A standstill agreement is a legally binding contract that restricts one party's ability to take aggressive actions against another party's company. Typically signed between a target company and an investor or potential acquirer, the agreement limits the restricted party from increasing their ownership stake, making unsolicited acquisition offers, initiating a proxy fight, or publicly disclosing their intentions for a set period—usually 6 months to 3 years. Think of it as a "cooling off" period that gives both sides room to negotiate or manage their relationship professionally.

    How It Works

    When an investor or acquirer accumulates a significant stake in a company or expresses acquisition interest, the target company may propose a standstill agreement to prevent hostile maneuvers. The restricted party agrees to maintain their current position and refrain from escalating actions. In exchange, they often receive certain privileges, such as board representation, information rights, or a right of first refusal if the company explores a sale.

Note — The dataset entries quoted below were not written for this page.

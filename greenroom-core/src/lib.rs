//! Greenroom - live mock-interview rooms with host-side compositing
//!
//! This library implements the real-time core of a browser-hosted interview
//! room: a star-topology peer network between one host and N guests,
//! reliable data-channel state sync, camera and screen-share media calls,
//! renegotiation-free track swapping, and a host-side compositor that mixes
//! every participant (plus a synthetic AI interviewer avatar and floating
//! reactions) into the single frame all guests receive. It features:
//!
//! - **Star topology**: the host owns every link; guests talk to the host only
//! - **Snapshot sync**: late joiners reach parity with one `Sync` message
//! - **Composited broadcast**: guests always see the mixed picture, never raw feeds
//! - **Single-sharer screens**: preempt-before-open keeps at most one share live
//! - **Bounded recovery**: address collisions back off and stop after 3 attempts
//!
//! # Examples
//!
//! ```rust,no_run
//! use greenroom_core::{
//!     HostSession, MemoryRendezvous, RoleResolver, MemorySessionStore,
//!     RoomConfig, ScriptedBrain, SyntheticDevices,
//! };
//! use std::sync::Arc;
//!
//! # async fn example() -> Result<(), Box<dyn std::error::Error>> {
//! let resolver = RoleResolver::new(MemorySessionStore::new());
//! let entry = resolver.resolve(None, "alice@example.com");
//!
//! let rendezvous = Arc::new(MemoryRendezvous::new());
//! let devices = SyntheticDevices::new(1280, 720);
//! let brain = Arc::new(ScriptedBrain::new(vec!["Tell me about yourself.".into()]));
//!
//! let host = HostSession::open(entry, &devices, rendezvous, brain, RoomConfig::default()).await?;
//! host.set_step(greenroom_core::SessionStep::Interview);
//! # Ok(())
//! # }
//! ```

#![deny(missing_docs)]
#![deny(unsafe_code)]
#![deny(clippy::panic)]
#![deny(clippy::unwrap_used)]
#![deny(clippy::expect_used)]
#![warn(clippy::all)]
#![allow(clippy::module_name_repetitions)]

/// Core room types and data structures
pub mod types;

/// Host/guest role resolution
pub mod identity;

/// Rendezvous transport and connection lifecycle
pub mod transport;

/// Media primitives: frames, tracks, streams, capture
pub mod media;

/// Data channel protocol
pub mod protocol;

/// Media call management
pub mod call;

/// In-place track rebroadcasting
pub mod broadcast;

/// Host-side canvas compositing
pub mod compositor;

/// Recording capture and export
pub mod recording;

/// Audio level monitoring
pub mod monitor;

/// Room session orchestration
pub mod room;

// Re-export main types at crate root
pub use broadcast::{rebroadcast_video, BroadcastSummary};
pub use call::{ActiveCall, CallConfig, CallError, IncomingCall, OutboundCall};
pub use compositor::{
    Compositor, CompositorConfig, CompositorHandle, LayoutMode, ReactionBuffer, Scene, Tile,
};
pub use identity::{
    personal_room_id, MemorySessionStore, RoleResolver, RoomEntry, SessionStore,
};
pub use media::{
    AudioTrack, CaptureError, MediaDevices, MediaError, MediaStream, SyntheticDevices,
    TrackRouter, VideoFrame, VideoTrack,
};
pub use monitor::{AudioLevelMonitor, MonitorConfig, MonitorEvent, MonitorHandle};
pub use protocol::{ChannelError, DataChannel, DataChannelReceiver, RoomMessage};
pub use recording::{
    export_artifacts, render_transcript, ExportPaths, Recorder, RecorderConfig, RecordingArtifact,
    RecordingError,
};
pub use room::{
    GuestSession, HostSession, InterviewBrain, PeerLink, RoomConfig, RoomError, ScriptedBrain,
};
pub use transport::{
    Endpoint, EndpointEvent, Rendezvous, RendezvousError, TransportConfig, TransportError,
    TransportManager,
};
#[cfg(feature = "memory-transport")]
pub use transport::MemoryRendezvous;
pub use types::*;

/// Prelude module for convenient imports
pub mod prelude {
    pub use crate::identity::{MemorySessionStore, RoleResolver, RoomEntry};
    pub use crate::media::{MediaDevices, MediaStream, SyntheticDevices};
    pub use crate::room::{GuestSession, HostSession, InterviewBrain, RoomConfig, ScriptedBrain};
    #[cfg(feature = "memory-transport")]
    pub use crate::transport::MemoryRendezvous;
    pub use crate::transport::{Rendezvous, TransportConfig, TransportManager};
    pub use crate::types::{
        CallKind, ChatEntry, ConnectionState, PeerId, Role, RoomEvent, RoomId, SessionStep,
        SpeakerRole,
    };
}
/// One open peer identity
#[async_trait]
pub trait Endpoint: Send + Sync {
    /// The address this endpoint answers on
    fn id(&self) -> &PeerId;

    /// Open a data link to a peer
    async fn connect(&self, peer: &PeerId) -> Result<DataChannel, RendezvousError>;

    /// Place a media call to a peer
    async fn call(
        &self,
        peer: &PeerId,
        stream: MediaStream,
        kind: CallKind,
    ) -> Result<OutboundCall, RendezvousError>;

    /// Take the inbound event stream; yields `None` after the first call
    fn take_events(&self) -> Option<mpsc::UnboundedReceiver<EndpointEvent>>;

    /// Release the address and stop answering
    async fn close(&self);
}

/// Rendezvous service seam
#[async_trait]
pub trait Rendezvous: Send + Sync + 'static {
    /// Open an endpoint, claiming `requested` or minting an ephemeral address
    async fn open(&self, requested: Option<PeerId>)
        -> Result<Box<dyn Endpoint>, RendezvousError>;
}

fn ephemeral_peer_id() -> PeerId {
    PeerId::new(format!("peer-{}", Uuid::new_v4().simple()))
}

/// In-process rendezvous hub
///
/// Routes connects and calls between endpoints opened on the same hub.
/// A slot whose event receiver is gone counts as a stale session and is
/// evicted on the next claim of its address.
#[cfg(feature = "memory-transport")]
#[derive(Clone, Default)]
pub struct MemoryRendezvous {
    inner: Arc<HubInner>,
}

#[cfg(feature = "memory-transport")]
#[derive(Default)]
struct HubInner {
    peers: tokio::sync::RwLock<HashMap<PeerId, PeerSlot>>,
}

#[cfg(feature = "memory-transport")]
struct PeerSlot {
    events: mpsc::UnboundedSender<EndpointEvent>,
}

#[cfg(feature = "memory-transport")]
impl MemoryRendezvous {
    /// Create an empty hub
    #[must_use]
    pub fn new() -> Self {
        Self::default()
    }

    /// Whether an address is currently claimed
    pub async fn is_registered(&self, peer: &PeerId) -> bool {
        self.inner.peers.read().await.contains_key(peer)
    }

    /// Sever a peer's server link without destroying its endpoint
    ///
    /// The peer observes [`EndpointEvent::Disconnected`]; its address is
    /// released so a reconnect can claim it again.
    pub async fn interrupt(&self, peer: &PeerId) -> bool {
        let mut peers = self.inner.peers.write().await;
        if let Some(slot) = peers.remove(peer) {
            let _ = slot.events.send(EndpointEvent::Disconnected);
            tracing::debug!(%peer, "server link interrupted");
            true
        } else {
            false
        }
    }
}

#[cfg(feature = "memory-transport")]
#[async_trait]
impl Rendezvous for MemoryRendezvous {
    async fn open(
        &self,
        requested: Option<PeerId>,
    ) -> Result<Box<dyn Endpoint>, RendezvousError> {
        let id = requested.unwrap_or_else(ephemeral_peer_id);
        let mut peers = self.inner.peers.write().await;

        if let Some(slot) = peers.get(&id) {
            if slot.events.is_closed() {
                tracing::info!(peer = %id, "evicting stale session holding the address");
                peers.remove(&id);
            } else {
                return Err(RendezvousError::IdTaken(id));
            }
        }

        let (events_tx, events_rx) = mpsc::unbounded_channel();
        peers.insert(id.clone(), PeerSlot { events: events_tx });
        tracing::debug!(peer = %id, "endpoint open");

        Ok(Box::new(MemoryEndpoint {
            id,
            hub: self.inner.clone(),
            events: Mutex::new(Some(events_rx)),
            open: AtomicBool::new(true),
        }))
    }
}

#[cfg(feature = "memory-transport")]
struct MemoryEndpoint {
    id: PeerId,
    hub: Arc<HubInner>,
    events: Mutex<Option<mpsc::UnboundedReceiver<EndpointEvent>>>,
    open: AtomicBool,
}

The agreement includes specific carve-outs—exceptions that allow the restricted party to act defensively (responding to unsolicited bids) or continue normal business operations. Once the standstill period expires, restrictions typically lapse, freeing both parties to pursue other strategies.

    Why It Matters for Investors

    For angel investors and venture capitalists, standstill agreements are critical defensive tools and negotiating levers. If you're an investor holding a meaningful stake, a standstill protects you from sudden hostile takeovers or aggressive dilution by other investors. Conversely, if you're negotiating with a founder or board, proposing a standstill can signal good faith and reduce perceived threat, making deal discussions more productive. Understanding the terms—length, scope, and carve-outs—directly impacts your strategic flexibility and exit optionality. A poorly negotiated standstill can lock you out of value-creating opportunities, while a well-crafted one protects legitimate interests without unnecessary restrictions.

    Example

    An angel investor accumulates 15% of a Series A startup and approaches the founder about board representation and strategic influence. The founder agrees but proposes a three-year standstill agreement. The investor can maintain their 15% stake and receives board observer rights and quarterly information access. However, they cannot increase their ownership beyond 18% or propose a sale without the founder's consent during those three years. After year three, if the relationship deteriorates or the investor identifies a buyer, they're free to act. The carve-out allows the investor to defend against dilution if hostile third parties attempt a takeover.

    Key Takeaways

    • A standstill agreement restricts investor actions—stake increases, takeover bids, or public disclosures—for a defined period, creating stability and trust.
    • Investors typically receive compensatory benefits like board seats, information rights, or veto powers to offset restrictions on their actions.
    • Carve-outs in the agreement preserve your ability to respond to unsolicited offers or defend your stake from dilution.
    • Negotiate standstill terms carefully: length, scope, and termination triggers directly affect your strategic optionality and potential returns.